Lust in Translation
Full Title: Lust in Translation: The Rules of Infidelity from Tokyo to Tennessee
Author / Editor: Pamela Druckerman
Publisher: Penguin Press, 2007
Review © Metapsychology Vol. 11, No. 35
Reviewer: Robert Scott Stewart, Ph.D.
Despite what we have all heard, married folks in America are actually wildly monogamous. In 2004, only 3.9 % of married men and 3.1% of married women engaged in extramarital sex in the past year (62). The figure that is often heard – that more than half of married men, and a quarter of married women will cheat on their spouses over their lifetime – turns out to be both highly problematic and overestimated. These later figures come from Alfred Kinsey's studies in the 1950's, and they are based upon badly unrepresentative samples (46). This was exacerbated by later studies by Shere Hite and Cosmopolitan magazine which placed adultery figures as high as 70% for both men and women. It turns out that in the U.S. only about 20% of men and 10% of women have extramarital sex over their lifetimes (50), although, as Druckerman notes, statistical evidence in this area is strangely hard to come by.
Why there should be such a dramatic difference between reality and perception is interesting. Part of it clearly has to do with the fact that some segments within our society who receive a disproportionate amount of media coverage – such as sports and movie stars, famous politicians and, one wants to add, but probably shouldn't, evangelical ministers like Jim Bakker, Jimmy Swaggart, and Ted Haggard — do commit adultery in numbers much higher than the norm. Druckerman also suggests that part of our idea of ourselves as more adulterous than we actually are may have to do with the fact that an entire industry – the "marriage industrial complex" — has established itself in America to deal with the 'exploding' numbers of adulterers and their damaged marriages. This is, I believe, part of a larger trend: stated baldly, North America has become 'addicted' to therapy. In Canada, e.g., the number of licensed psychologists increased 52% from 1982 to 1997 (McLaren, 2000). Similarly, while there were only 3000 marriage and family therapists in the U.S. in 1970 (98), that number had risen to 50,000 by 2004 (100), a staggering 1600% increase!
Far more problematic than their mere rise in numbers, however, is what many of these therapists are advising their clients to do.
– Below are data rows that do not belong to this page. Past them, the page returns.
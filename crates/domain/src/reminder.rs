use crate::{
    appointment::Appointment,
    date::MINUTE_MILLIS,
    quiet_hours::QuietHours,
    shared::entity::{Entity, ID},
};
use chrono_tz::Tz;
use serde::{Deserialize, Serialize};
use std::str::FromStr;
use thiserror::Error;

pub const REMINDER_24H: &str = "reminder_24h";
pub const REMINDER_1H: &str = "reminder_1h";

/// A named lead time before the start of an `Appointment` at which
/// the client should be reminded
#[derive(Debug, Clone, Serialize, Deserialize, PartialEq, Eq)]
#[serde(rename_all = "camelCase")]
pub struct ReminderOffset {
    pub kind: String,
    pub minutes: i64,
}

impl ReminderOffset {
    pub fn new(kind: &str, minutes: i64) -> Self {
        Self {
            kind: kind.into(),
            minutes,
        }
    }

    pub fn defaults() -> Vec<Self> {
        vec![Self::new(REMINDER_24H, 24 * 60), Self::new(REMINDER_1H, 60)]
    }
}

#[derive(Debug, Clone, Copy, PartialEq, Eq, Serialize, Deserialize)]
#[serde(rename_all = "snake_case")]
pub enum ReminderJobStatus {
    Pending,
    Fired,
    Cancelled,
}

impl ReminderJobStatus {
    pub fn as_str(&self) -> &'static str {
        match self {
            Self::Pending => "pending",
            Self::Fired => "fired",
            Self::Cancelled => "cancelled",
        }
    }
}

impl FromStr for ReminderJobStatus {
    type Err = anyhow::Error;

    fn from_str(s: &str) -> Result<Self, Self::Err> {
        match s {
            "pending" => Ok(Self::Pending),
            "fired" => Ok(Self::Fired),
            "cancelled" => Ok(Self::Cancelled),
            _ => Err(anyhow::Error::msg(format!("Unknown reminder status: {}", s))),
        }
    }
}

/// A `ReminderJob` is a notification to the client of an `Appointment`
/// that should go out at `fire_at`.
///
/// At most one job that is not cancelled exists per `dedupe_key`.
#[derive(Debug, Clone, PartialEq)]
pub struct ReminderJob {
    pub id: ID,
    pub tenant_id: ID,
    pub appointment_id: ID,
    pub kind: String,
    pub fire_at: i64,
    pub dedupe_key: String,
    pub status: ReminderJobStatus,
    pub created: i64,
}

impl ReminderJob {
    pub fn new(appointment: &Appointment, planned: PlannedReminder, now: i64) -> Self {
        Self {
            id: Default::default(),
            tenant_id: appointment.tenant_id.clone(),
            appointment_id: appointment.id.clone(),
            kind: planned.kind,
            fire_at: planned.fire_at,
            dedupe_key: planned.dedupe_key,
            status: ReminderJobStatus::Pending,
            created: now,
        }
    }
}

impl Entity for ReminderJob {
    fn id(&self) -> &ID {
        &self.id
    }
}

pub fn reminder_dedupe_key(tenant_id: &ID, appointment_id: &ID, kind: &str) -> String {
    format!("reminder:{}:{}:{}", tenant_id, appointment_id, kind)
}

#[derive(Error, Debug, PartialEq)]
pub enum SchedulingError {
    #[error("Timestamp {0} has no valid local time")]
    InvalidLocalTime(i64),
    #[error("Moving timestamp {0} out of quiet hours needs more than one day")]
    ShiftExceedsBound(i64),
    #[error("Reminder {kind} would fire at {fire_at}, which is not before the appointment start {start_ts}")]
    NotBeforeStart {
        kind: String,
        fire_at: i64,
        start_ts: i64,
    },
}

#[derive(Debug, Clone, PartialEq)]
pub struct PlannedReminder {
    pub kind: String,
    pub fire_at: i64,
    pub dedupe_key: String,
}

/// Computes when each reminder of the appointment should fire.
///
/// Offsets whose naive fire time is not in the future are left out. The others
/// are moved out of quiet hours, and an offset that cannot be placed before the
/// appointment start yields a `SchedulingError`.
pub fn plan_reminders(
    appointment: &Appointment,
    offsets: &[ReminderOffset],
    quiet_hours: &QuietHours,
    tz: &Tz,
    now: i64,
) -> Vec<Result<PlannedReminder, SchedulingError>> {
    offsets
        .iter()
        .filter(|offset| offset.minutes > 0)
        .map(|offset| (offset, appointment.start_ts - offset.minutes * MINUTE_MILLIS))
        .filter(|(_, fire_at)| *fire_at > now)
        .map(|(offset, fire_at)| {
            let fire_at = quiet_hours.shift_out(fire_at, tz)?;
            if fire_at >= appointment.start_ts {
                return Err(SchedulingError::NotBeforeStart {
                    kind: offset.kind.clone(),
                    fire_at,
                    start_ts: appointment.start_ts,
                });
            }
            Ok(PlannedReminder {
                kind: offset.kind.clone(),
                fire_at,
                dedupe_key: reminder_dedupe_key(&appointment.tenant_id, &appointment.id, &offset.kind),
            })
        })
        .collect()
}

#[cfg(test)]
mod test {
    use super::*;
    use crate::{appointment::AppointmentStatus, shared::time::Time};
    use chrono::prelude::*;

    fn appointment_at(start_ts: i64) -> Appointment {
        Appointment {
            id: Default::default(),
            tenant_id: Default::default(),
            resource_id: Default::default(),
            service_id: Default::default(),
            client_id: Default::default(),
            start_ts,
            end_ts: start_ts + 60 * MINUTE_MILLIS,
            status: AppointmentStatus::Scheduled,
            created: 0,
            updated: 0,
        }
    }

    #[test]
    fn it_plans_reminders_before_start() {
        let tz = chrono_tz::Europe::Oslo;
        let quiet = QuietHours::new(Time::new(22, 0), Time::new(8, 0));
        let start = tz.with_ymd_and_hms(2024, 5, 10, 15, 0, 0).unwrap().timestamp_millis();
        let appointment = appointment_at(start);
        let now = start - 7 * 24 * 60 * MINUTE_MILLIS;

        let planned = plan_reminders(&appointment, &ReminderOffset::defaults(), &quiet, &tz, now);
        assert_eq!(planned.len(), 2);
        let day_before = planned[0].as_ref().unwrap();
        assert_eq!(day_before.kind, REMINDER_24H);
        assert_eq!(
            day_before.fire_at,
            tz.with_ymd_and_hms(2024, 5, 9, 15, 0, 0).unwrap().timestamp_millis()
        );
        assert_eq!(
            day_before.dedupe_key,
            format!("reminder:{}:{}:reminder_24h", appointment.tenant_id, appointment.id)
        );
        assert_eq!(planned[1].as_ref().unwrap().fire_at, start - 60 * MINUTE_MILLIS);
    }

    #[test]
    fn it_skips_reminders_in_the_past() {
        let tz = chrono_tz::UTC;
        let quiet = QuietHours::new(Time::new(22, 0), Time::new(8, 0));
        let start = tz.with_ymd_and_hms(2024, 5, 10, 15, 0, 0).unwrap().timestamp_millis();
        let appointment = appointment_at(start);
        // Booked three hours before start
        let now = start - 3 * 60 * MINUTE_MILLIS;

        let planned = plan_reminders(&appointment, &ReminderOffset::defaults(), &quiet, &tz, now);
        assert_eq!(planned.len(), 1);
        assert_eq!(planned[0].as_ref().unwrap().kind, REMINDER_1H);
    }

    #[test]
    fn it_rejects_reminders_pushed_past_start() {
        let tz = chrono_tz::UTC;
        let quiet = QuietHours::new(Time::new(22, 0), Time::new(8, 0));
        // The 1h reminder for an 08:00 appointment falls at 07:00, which is quiet
        let start = tz.with_ymd_and_hms(2024, 5, 10, 8, 0, 0).unwrap().timestamp_millis();
        let appointment = appointment_at(start);
        let now = start - 2 * 24 * 60 * MINUTE_MILLIS;

        let planned = plan_reminders(&appointment, &[ReminderOffset::new(REMINDER_1H, 60)], &quiet, &tz, now);
        assert_eq!(planned.len(), 1);
        assert!(matches!(
            planned[0],
            Err(SchedulingError::NotBeforeStart { .. })
        ));
    }
}
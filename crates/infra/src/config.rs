use salon_scheduler_utils::create_random_secret;
use std::str::FromStr;
use tracing::{info, warn};

const DAY_MILLIS: i64 = 1000 * 60 * 60 * 24;

#[derive(Debug, Clone)]
pub struct Config {
    /// Port for the application to run on
    pub port: usize,
    /// Shared secret the messaging channels send along with inbound webhooks
    pub inbound_webhook_secret: String,
    /// Gateway receiving outgoing notifications. When missing the
    /// notifications are only logged.
    pub notification_webhook_url: Option<String>,
    /// Minimum time in millis a sent reminder is remembered, so that it is
    /// never sent twice
    pub reminder_idempotency_ttl: i64,
    /// Time in millis an inbound idempotency key is remembered
    pub inbound_idempotency_ttl: i64,
    /// Maximum allowed duration in millis for querying notification stats.
    /// This is used to avoid having clients ask for stats in a timespan of
    /// several years.
    pub stats_query_duration_limit: i64,
    /// Default duration in millis of the stats range when none is given
    pub stats_default_duration: i64,
    /// Skip starting the background jobs, used by the tests
    pub disable_job_schedulers: bool,
}

fn parse_env<T: FromStr + std::fmt::Display>(name: &str, default: T) -> T {
    match std::env::var(name) {
        Ok(value) => match value.parse::<T>() {
            Ok(value) => value,
            Err(_) => {
                warn!(
                    "The given {}: {} is not valid, falling back to the default value: {}.",
                    name, value, default
                );
                default
            }
        },
        Err(_) => default,
    }
}

impl Config {
    pub fn new() -> Self {
        let inbound_webhook_secret = match std::env::var("INBOUND_WEBHOOK_SECRET") {
            Ok(secret) => secret,
            Err(_) => {
                info!("Did not find INBOUND_WEBHOOK_SECRET environment variable. Going to create one.");
                let secret = create_random_secret(16);
                info!(
                    "Secret for inbound webhooks was generated and set to: {}",
                    secret
                );
                secret
            }
        };
        let notification_webhook_url = std::env::var("NOTIFICATION_WEBHOOK_URL").ok();
        if notification_webhook_url.is_none() {
            info!("Did not find NOTIFICATION_WEBHOOK_URL environment variable. Notifications will only be logged.");
        }
        let disable_job_schedulers = std::env::var("DISABLE_JOB_SCHEDULERS")
            .map(|v| v == "true" || v == "1")
            .unwrap_or(false);

        Self {
            port: parse_env("PORT", 5000),
            inbound_webhook_secret,
            notification_webhook_url,
            reminder_idempotency_ttl: parse_env("REMINDER_IDEMPOTENCY_TTL_SECS", 60 * 60 * 24 * 7)
                * 1000,
            inbound_idempotency_ttl: parse_env("INBOUND_IDEMPOTENCY_TTL_SECS", 60 * 60 * 24) * 1000,
            stats_query_duration_limit: DAY_MILLIS * 366,
            stats_default_duration: DAY_MILLIS * 30,
            disable_job_schedulers,
        }
    }
}

impl Default for Config {
    fn default() -> Self {
        Self::new()
    }
}
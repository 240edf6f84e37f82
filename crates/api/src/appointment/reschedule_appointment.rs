use super::get_appointment::find_tenant_appointment;
use super::subscribers::MoveRemindersOnAppointmentRescheduled;
use crate::error::SalonError;
use crate::shared::usecase::{execute, Subscriber, UseCase};
use actix_web::{web, HttpResponse};
use salon_scheduler_api_structs::reschedule_appointment::*;
use salon_scheduler_domain::{conflict::has_conflict, Appointment, AppointmentStatus, ID};
use salon_scheduler_infra::{AppointmentWrite, SalonContext};

pub async fn reschedule_appointment_controller(
    path: web::Path<PathParams>,
    body: web::Json<RequestBody>,
    ctx: web::Data<SalonContext>,
) -> Result<HttpResponse, SalonError> {
    let body = body.0;
    let usecase = RescheduleAppointmentUseCase {
        tenant_id: path.tenant_id.clone(),
        appointment_id: path.appointment_id.clone(),
        start_ts: body.start_ts,
        resource_id: body.resource_id,
    };

    execute(usecase, &ctx)
        .await
        .map(|res| HttpResponse::Created().json(APIResponse::new(res.cancelled, res.appointment)))
        .map_err(SalonError::from)
}

/// Moves an active appointment by cancelling it and booking a new one for
/// the same client and service. Both happen together or not at all.
#[derive(Debug)]
pub struct RescheduleAppointmentUseCase {
    pub tenant_id: ID,
    pub appointment_id: ID,
    pub start_ts: i64,
    pub resource_id: Option<ID>,
}

#[derive(Debug, Clone, PartialEq)]
pub struct RescheduledAppointment {
    pub cancelled: Appointment,
    pub appointment: Appointment,
}

#[derive(Debug, PartialEq)]
pub enum UseCaseError {
    NotFound(ID),
    NotActive(AppointmentStatus),
    ServiceNotFound(ID),
    ResourceNotFound(ID),
    InvalidStartTime,
    Conflict,
    /// The appointment changed between reading and writing it
    Stale,
    StorageError,
}

impl From<UseCaseError> for SalonError {
    fn from(e: UseCaseError) -> Self {
        match e {
            UseCaseError::NotFound(id) => {
                Self::NotFound(format!("The appointment with id: {}, was not found.", id))
            }
            UseCaseError::NotActive(status) => Self::BadClientData(format!(
                "Only scheduled or confirmed appointments can be rescheduled, this one is {}",
                status
            )),
            UseCaseError::ServiceNotFound(id) => {
                Self::NotFound(format!("The service with id: {}, was not found.", id))
            }
            UseCaseError::ResourceNotFound(id) => {
                Self::NotFound(format!("The resource with id: {}, was not found.", id))
            }
            UseCaseError::InvalidStartTime => {
                Self::BadClientData("The start time must be a positive timestamp in millis".into())
            }
            UseCaseError::Conflict => Self::Conflict(
                "The requested time is not available for the resource. Pick another time.".into(),
            ),
            UseCaseError::Stale => Self::Conflict(
                "The appointment was changed by another request. Fetch it and try again.".into(),
            ),
            UseCaseError::StorageError => Self::InternalError,
        }
    }
}

#[async_trait::async_trait(?Send)]
impl UseCase for RescheduleAppointmentUseCase {
    type Response = RescheduledAppointment;

    type Error = UseCaseError;

    const NAME: &'static str = "RescheduleAppointment";

    async fn execute(&mut self, ctx: &SalonContext) -> Result<Self::Response, Self::Error> {
        let old = find_tenant_appointment(&self.tenant_id, &self.appointment_id, ctx)
            .await
            .map_err(|_| UseCaseError::StorageError)?
            .ok_or_else(|| UseCaseError::NotFound(self.appointment_id.clone()))?;
        if !old.is_active() {
            return Err(UseCaseError::NotActive(old.status));
        }
        if self.start_ts < 0 {
            return Err(UseCaseError::InvalidStartTime);
        }

        let service = match ctx.repos.services.find(&old.service_id).await {
            Ok(Some(service)) if service.tenant_id == self.tenant_id => service,
            Ok(_) => return Err(UseCaseError::ServiceNotFound(old.service_id.clone())),
            Err(_) => return Err(UseCaseError::StorageError),
        };
        let resource_id = match &self.resource_id {
            Some(resource_id) => match ctx.repos.resources.find(resource_id).await {
                Ok(Some(resource)) if resource.tenant_id == self.tenant_id => resource.id,
                Ok(_) => return Err(UseCaseError::ResourceNotFound(resource_id.clone())),
                Err(_) => return Err(UseCaseError::StorageError),
            },
            None => old.resource_id.clone(),
        };

        let start_ts = self.start_ts;
        let end_ts = service
            .end_of(start_ts)
            .ok_or(UseCaseError::InvalidStartTime)?;
        let existing = ctx
            .repos
            .appointments
            .find_by_resource(&resource_id, start_ts, end_ts)
            .await
            .map_err(|_| UseCaseError::StorageError)?;
        if has_conflict(start_ts, end_ts, &existing, Some(&old.id)) {
            return Err(UseCaseError::Conflict);
        }

        let now = ctx.sys.get_timestamp_millis();
        let mut cancelled = old.clone();
        cancelled.status = AppointmentStatus::Cancelled;
        cancelled.updated = now;
        let appointment = Appointment {
            id: Default::default(),
            tenant_id: old.tenant_id,
            resource_id,
            service_id: old.service_id,
            client_id: old.client_id,
            start_ts,
            end_ts,
            status: AppointmentStatus::Scheduled,
            created: now,
            updated: now,
        };

        match ctx
            .repos
            .appointments
            .reschedule(&cancelled, old.status, &appointment)
            .await
        {
            Ok(AppointmentWrite::Written) => Ok(RescheduledAppointment {
                cancelled,
                appointment,
            }),
            Ok(AppointmentWrite::Conflict) => Err(UseCaseError::Conflict),
            Ok(AppointmentWrite::Stale) => Err(UseCaseError::Stale),
            Err(_) => Err(UseCaseError::StorageError),
        }
    }

    fn subscribers() -> Vec<Box<dyn Subscriber<Self>>> {
        vec![Box::new(MoveRemindersOnAppointmentRescheduled)]
    }
}

#[cfg(test)]
mod test {
    use super::*;
    use crate::appointment::create_appointment::CreateAppointmentUseCase;
    use crate::shared::testing::{
        phone_identity, setup, TestContext, UnavailableServiceRepo, FRIDAY, HOUR,
    };
    use salon_scheduler_domain::{Resource, Tenant};
    use std::sync::Arc;

    async fn book(c: &TestContext, start_ts: i64, phone: &str) -> Appointment {
        let usecase = CreateAppointmentUseCase {
            tenant_id: c.tenant.id.clone(),
            resource_id: c.resource.id.clone(),
            service_id: c.service.id.clone(),
            client: phone_identity(phone),
            start_ts,
        };
        execute(usecase, &c.ctx).await.unwrap()
    }

    fn reschedule(c: &TestContext, appointment: &Appointment, start_ts: i64) -> RescheduleAppointmentUseCase {
        RescheduleAppointmentUseCase {
            tenant_id: c.tenant.id.clone(),
            appointment_id: appointment.id.clone(),
            start_ts,
            resource_id: None,
        }
    }

    #[actix_web::test]
    async fn it_moves_appointment_and_reminders() {
        let c = setup().await;
        let old = book(&c, FRIDAY + 15 * HOUR, "+4711111111").await;

        // Overlapping its own old interval is fine
        let res = execute(reschedule(&c, &old, FRIDAY + 15 * HOUR + HOUR / 2), &c.ctx)
            .await
            .unwrap();
        assert_eq!(res.cancelled.id, old.id);
        assert_eq!(res.cancelled.status, AppointmentStatus::Cancelled);
        assert_ne!(res.appointment.id, old.id);
        assert_eq!(res.appointment.client_id, old.client_id);
        assert_eq!(res.appointment.end_ts - res.appointment.start_ts, HOUR);

        let stored_old = c.ctx.repos.appointments.find(&old.id).await.unwrap().unwrap();
        assert_eq!(stored_old.status, AppointmentStatus::Cancelled);

        let jobs = &c.ctx.repos.reminder_jobs;
        assert!(jobs.find_by_appointment(&old.id).await.unwrap().is_empty());
        let new_jobs = jobs.find_by_appointment(&res.appointment.id).await.unwrap();
        assert_eq!(new_jobs.len(), 2);
        assert_eq!(new_jobs[1].fire_at, res.appointment.start_ts - HOUR);
    }

    #[actix_web::test]
    async fn conflicting_reschedule_keeps_old_appointment() {
        let c = setup().await;
        let old = book(&c, FRIDAY + 12 * HOUR, "+4711111111").await;
        book(&c, FRIDAY + 15 * HOUR, "+4722222222").await;

        let res = reschedule(&c, &old, FRIDAY + 15 * HOUR).execute(&c.ctx).await;
        assert_eq!(res, Err(UseCaseError::Conflict));

        let stored = c.ctx.repos.appointments.find(&old.id).await.unwrap().unwrap();
        assert_eq!(stored.status, AppointmentStatus::Scheduled);
    }

    #[actix_web::test]
    async fn cancelled_appointments_cannot_be_rescheduled() {
        let c = setup().await;
        let mut old = book(&c, FRIDAY + 12 * HOUR, "+4711111111").await;
        old.status = AppointmentStatus::Cancelled;
        c.ctx
            .repos
            .appointments
            .save(&old, AppointmentStatus::Scheduled)
            .await
            .unwrap();

        let res = reschedule(&c, &old, FRIDAY + 15 * HOUR).execute(&c.ctx).await;
        assert_eq!(res, Err(UseCaseError::NotActive(AppointmentStatus::Cancelled)));
    }

    #[actix_web::test]
    async fn it_moves_to_another_resource_of_the_tenant() {
        let c = setup().await;
        let old = book(&c, FRIDAY + 12 * HOUR, "+4711111111").await;
        let bob = Resource::new(c.tenant.id.clone(), "Bob", vec![]);
        c.ctx.repos.resources.insert(&bob).await.unwrap();
        let other_tenant = Tenant::new("Other");
        c.ctx.repos.tenants.insert(&other_tenant).await.unwrap();
        let foreign = Resource::new(other_tenant.id.clone(), "Carl", vec![]);
        c.ctx.repos.resources.insert(&foreign).await.unwrap();

        let mut usecase = reschedule(&c, &old, FRIDAY + 12 * HOUR);
        usecase.resource_id = Some(foreign.id.clone());
        assert_eq!(
            usecase.execute(&c.ctx).await,
            Err(UseCaseError::ResourceNotFound(foreign.id.clone()))
        );

        let mut usecase = reschedule(&c, &old, FRIDAY + 12 * HOUR);
        usecase.resource_id = Some(bob.id.clone());
        let res = usecase.execute(&c.ctx).await.unwrap();
        assert_eq!(res.appointment.resource_id, bob.id);
    }

    #[actix_web::test]
    async fn it_rejects_start_times_without_room_for_the_service() {
        let c = setup().await;
        let old = book(&c, FRIDAY + 12 * HOUR, "+4711111111").await;

        let res = reschedule(&c, &old, i64::MAX - 1000).execute(&c.ctx).await;
        assert_eq!(res, Err(UseCaseError::InvalidStartTime));

        let stored = c.ctx.repos.appointments.find(&old.id).await.unwrap().unwrap();
        assert_eq!(stored.status, AppointmentStatus::Scheduled);
    }

    #[actix_web::test]
    async fn storage_failures_are_not_reported_as_missing() {
        let mut c = setup().await;
        let old = book(&c, FRIDAY + 12 * HOUR, "+4711111111").await;
        c.ctx.repos.services = Arc::new(UnavailableServiceRepo);

        let res = reschedule(&c, &old, FRIDAY + 15 * HOUR).execute(&c.ctx).await;
        assert_eq!(res, Err(UseCaseError::StorageError));
    }
}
Beginning with the very plausible moral claim that what makes adultery morally wrong is that it involves lying and deceit (see, e.g., Wasserstrom, 1975), therapists have gone on to suggest that the therapeutic cure for adultery is complete (perhaps even obsessive) truth-telling. Some 'therapists' suggest that couples "should expect to spend 'thousands of hours' discussing the affair" (97). This time might well be spent combing through thousands of emails, text and phone messages, and credit card receipts in order to establish a time line of exactly what happened when, and where, often in lurid, graphic detail (102-103). Given America's history as a puritan settlement, discussion of adultery and recovery from it has a distinctly religious tone. Indeed, in America, adulterers often suffer such feelings of guilt that it is hard to fathom why they engage in the activity. (At this point, religion mixes curiously with the secular, and reference is often made to adulterers suffering from an "addiction" to sex (103).)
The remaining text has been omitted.